There has been an explosion in the availibility of online courses. They vary from free to expensive, and their quality is often not related to cost. Here we compile a list of the best:
Name | Subject | Website | Cost | Rating |
---|---|---|---|---|
Essence of Linear Algebra | Linear Algebra | https://www.youtube.com/channel/UCYO_jab_esuFRV4b17AJtAw/playlists | Free | 5/5 |
The World of Maths | General Maths at all levels | www.khanacademy.com | Free | 5/5 |
Machine Learning - Coursera | ML | https://www.coursera.org/learn/machine-learning | £58 | Recommended |
Maths for Machine Learning | Linear Algebra | https://www.coursera.org/learn/linear-algebra-machine-learning/home/welcome | £48 | 4/5 |
- Datacamp.com is an excellent resource that uses gamification for learning the basics of R. Beyond learning how R works, it's use can be rather limited as it teaches a fairly shallow understanding of the topic. After you have got to grips with the basics, move away and start to get hands on with your own project
- Learn tidy data practices here https://www.tidyverse.org/
- R for data science http://r4ds.had.co.nz/
- Advanced R (https://www.amazon.co.uk/Advanced-Chapman-Hall-Hadley-Wickham/dp/1466586966/ref=sr_1_1?s=books&ie=UTF8&qid=1516907344&sr=1-1&keywords=advanced+R). Really excellent book by Hadley Wickham (a don in the R universe). Great to help push your programming to the next level.
- Data Science for Doctors: This is a shameless plug for our own course that we run at the RCoA every few months. It provides a comprehensive introduction to R for the uninitiated.
- We need some recommendations here
- vim adventures (www.vimadventures.com) is a brilliant way to learn your way around vim (a unix based text editor).

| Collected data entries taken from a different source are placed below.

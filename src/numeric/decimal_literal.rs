// ============================================================================
// Decimal Literal
// Exact sign/integer/fraction representation of a decimal number
// ============================================================================

use super::errors::{NumericError, NumericResult};
use rust_decimal::Decimal;
use std::cmp::Ordering;
use std::fmt;
use std::hash::{Hash, Hasher};
use std::str::FromStr;

/// Largest number of fractional digits the backing decimal can carry.
pub const MAX_SCALE: u32 = 28;

/// Longest run of significant digits that can fit the 96-bit mantissa.
const MAX_SIGNIFICANT_DIGITS: usize = 29;

/// An exact decimal number that never passes through binary floating point.
///
/// The value is held in a [`rust_decimal::Decimal`] whose scale is the
/// number of fractional digits the literal was written with. That scale is
/// authoritative: arithmetic in [`crate::numeric::arithmetic`] keeps it, and
/// `Display` always prints exactly that many fractional digits.
///
/// # Example
/// ```
/// use geowindow::numeric::DecimalLiteral;
///
/// let lon: DecimalLiteral = "170.3456".parse().unwrap();
/// assert_eq!(lon.shift(-360).unwrap().to_string(), "-189.6544");
/// ```
#[derive(Clone)]
pub struct DecimalLiteral {
    value: Decimal,
}

impl DecimalLiteral {
    // ========================================================================
    // Construction
    // ========================================================================

    /// Parse a plain decimal literal: `-?[0-9]+(\.[0-9]+)?`.
    ///
    /// # Errors
    /// - `Malformed` for exponent notation, repeated decimal points,
    ///   stray characters or empty digit runs
    /// - `Unrepresentable` when the digits exceed the decimal's capacity
    pub fn parse(text: &str) -> NumericResult<Self> {
        let (negative, body) = match text.strip_prefix('-') {
            Some(rest) => (true, rest),
            None => (false, text),
        };

        if body.contains(['e', 'E']) {
            return Err(NumericError::malformed(
                text,
                "exponent notation is not supported",
            ));
        }

        let (int_digits, frac_digits) = match body.split_once('.') {
            Some((int_digits, frac_digits)) => (int_digits, Some(frac_digits)),
            None => (body, None),
        };

        if frac_digits.is_some_and(|frac| frac.contains('.')) {
            return Err(NumericError::malformed(text, "multiple decimal points"));
        }
        if int_digits.is_empty() {
            return Err(NumericError::malformed(text, "missing integer digits"));
        }
        if frac_digits == Some("") {
            return Err(NumericError::malformed(text, "missing fractional digits"));
        }

        let frac_digits = frac_digits.unwrap_or("");
        if !int_digits.bytes().chain(frac_digits.bytes()).all(|b| b.is_ascii_digit()) {
            return Err(NumericError::malformed(text, "unexpected non-digit character"));
        }

        let scale = frac_digits.len() as u32;
        if scale > MAX_SCALE {
            return Err(NumericError::Unrepresentable {
                input: text.to_string(),
            });
        }

        let combined = format!("{int_digits}{frac_digits}");
        let significant = combined.trim_start_matches('0');
        if significant.len() > MAX_SIGNIFICANT_DIGITS {
            return Err(NumericError::Unrepresentable {
                input: text.to_string(),
            });
        }

        let mantissa: i128 = if significant.is_empty() {
            0
        } else {
            significant
                .parse()
                .map_err(|_| NumericError::Unrepresentable {
                    input: text.to_string(),
                })?
        };

        let mut value = Decimal::try_from_i128_with_scale(mantissa, scale).map_err(|_| {
            NumericError::Unrepresentable {
                input: text.to_string(),
            }
        })?;
        value.set_sign_negative(negative);

        Ok(Self { value })
    }

    /// Create a whole-number literal (no fractional digits).
    #[inline]
    pub fn from_integer(value: i64) -> Self {
        Self {
            value: Decimal::from(value),
        }
    }

    /// Wrap an existing decimal, adopting its scale as the precision.
    #[inline]
    pub fn from_decimal(value: Decimal) -> Self {
        Self { value }
    }

    /// Build an arithmetic result, folding negative zero to positive zero.
    pub(crate) fn from_result(mut value: Decimal) -> Self {
        if value.is_zero() {
            value.set_sign_positive(true);
        }
        Self { value }
    }

    // ========================================================================
    // Accessors
    // ========================================================================

    /// The backing decimal.
    #[inline]
    pub fn as_decimal(&self) -> Decimal {
        self.value
    }

    /// Number of fractional digits.
    #[inline]
    pub fn scale(&self) -> u32 {
        self.value.scale()
    }

    #[inline]
    pub fn is_negative(&self) -> bool {
        self.value.is_sign_negative()
    }

    #[inline]
    pub fn is_zero(&self) -> bool {
        self.value.is_zero()
    }

    /// Integer digits without leading zeros (a lone `"0"` for values below one).
    pub fn integer_digits(&self) -> String {
        let digits = self.padded_digits();
        digits[..digits.len() - self.scale() as usize].to_string()
    }

    /// Fractional digits, exactly `scale()` of them.
    pub fn fractional_digits(&self) -> String {
        let digits = self.padded_digits();
        digits[digits.len() - self.scale() as usize..].to_string()
    }

    /// Integer part truncated toward zero, as a scale-0 literal.
    pub fn integer_part(&self) -> Self {
        Self::from_result(self.value.trunc())
    }

    /// Numeric comparison, ignoring scale (`10.5` and `10.50` compare equal).
    #[inline]
    pub fn numeric_cmp(&self, other: &Self) -> Ordering {
        self.value.cmp(&other.value)
    }

    /// True when the value equals the whole number `other`, at any scale.
    #[inline]
    pub fn equals_integer(&self, other: i64) -> bool {
        self.value == Decimal::from(other)
    }

    /// Absolute value, keeping the scale.
    pub(crate) fn magnitude(&self) -> Self {
        Self {
            value: self.value.abs(),
        }
    }

    /// Same digits and scale with the requested sign (zero stays positive).
    pub(crate) fn with_sign(mut self, negative: bool) -> Self {
        self.value.set_sign_negative(negative && !self.value.is_zero());
        self
    }

    /// All digits of the mantissa, left-padded so the integer part has at least one.
    fn padded_digits(&self) -> String {
        let width = self.scale() as usize + 1;
        format!(
            "{:0>width$}",
            self.value.mantissa().unsigned_abs(),
            width = width
        )
    }
}

// ============================================================================
// Trait Implementations
// ============================================================================

impl PartialEq for DecimalLiteral {
    /// Exact equality: same value written with the same number of fractional digits.
    #[inline]
    fn eq(&self, other: &Self) -> bool {
        self.value.scale() == other.value.scale() && self.value == other.value
    }
}

impl Eq for DecimalLiteral {}

impl Hash for DecimalLiteral {
    fn hash<H: Hasher>(&self, state: &mut H) {
        self.value.mantissa().hash(state);
        self.value.scale().hash(state);
    }
}

impl FromStr for DecimalLiteral {
    type Err = NumericError;

    fn from_str(s: &str) -> Result<Self, Self::Err> {
        Self::parse(s)
    }
}

impl From<i64> for DecimalLiteral {
    fn from(value: i64) -> Self {
        Self::from_integer(value)
    }
}

// ============================================================================
// Display and Debug
// ============================================================================

impl fmt::Display for DecimalLiteral {
    fn fmt(&self, f: &mut fmt::Formatter<'_>) -> fmt::Result {
        let digits = self.padded_digits();
        let split = digits.len() - self.scale() as usize;
        let sign = if self.is_negative() { "-" } else { "" };

        let text = if split == digits.len() {
            format!("{}{}", sign, digits)
        } else {
            format!("{}{}.{}", sign, &digits[..split], &digits[split..])
        };
        f.pad(&text)
    }
}

impl fmt::Debug for DecimalLiteral {
    fn fmt(&self, f: &mut fmt::Formatter<'_>) -> fmt::Result {
        write!(f, "DecimalLiteral({}, scale={})", self, self.scale())
    }
}

// ============================================================================
// Serde (exact string form)
// ============================================================================

#[cfg(feature = "serde")]
impl serde::Serialize for DecimalLiteral {
    fn serialize<S: serde::Serializer>(&self, serializer: S) -> Result<S::Ok, S::Error> {
        serializer.collect_str(self)
    }
}

#[cfg(feature = "serde")]
impl<'de> serde::Deserialize<'de> for DecimalLiteral {
    fn deserialize<D: serde::Deserializer<'de>>(deserializer: D) -> Result<Self, D::Error> {
        struct LiteralVisitor;

        impl serde::de::Visitor<'_> for LiteralVisitor {
            type Value = DecimalLiteral;

            fn expecting(&self, f: &mut fmt::Formatter<'_>) -> fmt::Result {
                f.write_str("a decimal literal string or an integer")
            }

            fn visit_str<E: serde::de::Error>(self, v: &str) -> Result<Self::Value, E> {
                DecimalLiteral::parse(v).map_err(E::custom)
            }

            fn visit_i64<E: serde::de::Error>(self, v: i64) -> Result<Self::Value, E> {
                Ok(DecimalLiteral::from_integer(v))
            }

            fn visit_u64<E: serde::de::Error>(self, v: u64) -> Result<Self::Value, E> {
                i64::try_from(v)
                    .map(DecimalLiteral::from_integer)
                    .map_err(|_| E::custom("integer out of range"))
            }
        }

        deserializer.deserialize_any(LiteralVisitor)
    }
}

// ============================================================================
// Tests
// ============================================================================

- William E. Shotts has written an ebook on unix which is open source and a great overview of how unix works http://linuxcommand.org/tlcl.php
- We meet every Monday morning to discuss ongoing projects. Everyone is welcome to attend and watch or present. No matter the size, scale or complexity, we would encourge you to present any work as a way to crowd source solutions to problems and figure out what the next step might be.